Meine Damen und Herren, es gibt noch einen anderen sehr wesentlichen Punkt. Die Saarländer haben unter den gegenwärtigen Bedingungen keine Möglichkeit, in irgendeinem europäischen Gremium ihr Recht zu suchen. Es ist, glaube ich, die Pflicht der Bundesregierung, hier initiativ zu werden. Es ist die Aufgabe, eine unaufschiebbare Aufgabe der Regierung, im Ministerrat des Europarates die Frage nach den gegenwärtigen Zuständen an der Saar aufzuwerfen.
und vom Europarat eine Untersuchung darüber zu verlangen, ob angesichts der gegenwärtigen undemokratischen Zustände an der Saar die Saar noch die Voraussetzungen für die Mitgliedschaft im Europarat erfüllt.

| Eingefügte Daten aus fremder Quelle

//! Weapon table loader.

use std::path::Path;

use anyhow::Context;
use raycast_core::{WeaponDef, WeaponRegistry};

use crate::loaders::{LoadResult, read_file};

/// Loader for weapon definitions from RON files.
///
/// File format: a list of [`WeaponDef`]. Kinds the file leaves out keep
/// their built-in definition.
///
/// ```ron
/// [
///     (kind: Pistol, multiplier: 2, accuracy: 4, starting_ammo: Some(30),
///      range: 70.0, cooldown: 0.3, alert_radius: 16.0),
/// ]
/// ```
pub struct WeaponLoader;

impl WeaponLoader {
    pub fn load(path: &Path) -> LoadResult<WeaponRegistry> {
        let content = read_file(path)?;
        Self::parse(&content).with_context(|| format!("Failed to parse weapon RON at {}", path.display()))
    }

    pub fn parse(content: &str) -> LoadResult<WeaponRegistry> {
        let defs: Vec<WeaponDef> = ron::from_str(content)?;
        for def in &defs {
            anyhow::ensure!(def.range > 0.0, "weapon {} has non-positive range", def.kind);
            anyhow::ensure!(def.cooldown >= 0.0, "weapon {} has negative cooldown", def.kind);
        }
        Ok(WeaponRegistry::from_defs(defs))
    }
}

#[cfg(test)]
mod tests {
    use super::*;
    use raycast_core::WeaponKind;

    #[test]
    fn listed_weapons_override_defaults() {
        let registry = WeaponLoader::parse(
            "[(kind: Rifle, multiplier: 5, accuracy: 8, starting_ammo: Some(20), \
              range: 40.0, cooldown: 1.0, alert_radius: 30.0)]",
        )
        .unwrap();
        assert_eq!(registry.get(WeaponKind::Rifle).multiplier, 5);
        assert_eq!(registry.get(WeaponKind::Rifle).starting_ammo, Some(20));
        assert_eq!(registry.get(WeaponKind::Pistol), WeaponRegistry::default().get(WeaponKind::Pistol));
    }

    #[test]
    fn zero_range_is_rejected() {
        let error = WeaponLoader::parse(
            "[(kind: Knife, multiplier: 1, accuracy: 100, starting_ammo: None, \
              range: 0.0, cooldown: 0.1, alert_radius: 0.0)]",
        )
        .unwrap_err();
        assert!(error.to_string().contains("knife"));
    }
}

Das ist im Augenblick praktisch die einzige Möglichkeit, den Menschen an der Saar wenigstens die elementaren Grundrechte einer Demokratie zu sichern. Wir hoffen, daß sich die Bundesregierung endlich entschließt, in dieser Frage und in dieser Richtung aktiv zu werden.
Meine Damen und Herren, wir sind gar nicht glücklich darüber, daß wir diese Frage heute erneut auf die Tagesordnung bringen mußten. Wir hätten gewünscht, daß insbesondere nach der Debatte vom 30. Mai und angesichts der Ereignisse der letzten Wochen die Regierung von sich aus gehandelt hätte.
Der Umstand, daß jetzt an der Saar durch die Schaffung neuer Tatsachen die Tendenzen für eine dauernde Loslösung des Saargebietes verstärkt werden, zwingt uns, die deutsche Position, wie wir sie in den Punkten 1 bis 3 unseres Antrages festgelegt haben, noch einmal völlig klarzumachen; und mit der Annahme durch den Bundestag soll' sie auch eine verpflichtende Richtlinie für die Politik der Bundesregierung werden.
Es kann und es muß eine französisch-deutsche Verständigung auch über die gemeinsamen Interessen an der Saar geben. Aber es muß eine Verständigung zwischen Paris und Bonn sein. Die Hinnahme einseitiger Entscheidungen, die Passivität in der berechtigten Verteidigung nationaler Interessen und der Freiheits- und Menschenrechte deutscher Menschen führt uns nicht vorwärts. Dauernde französisch-deutsche Verständigung und europäische Zusammenarbeit sind . nur auf der Basis der Respektierung der Lebensrechte aller Völker und aller Menschen möglich.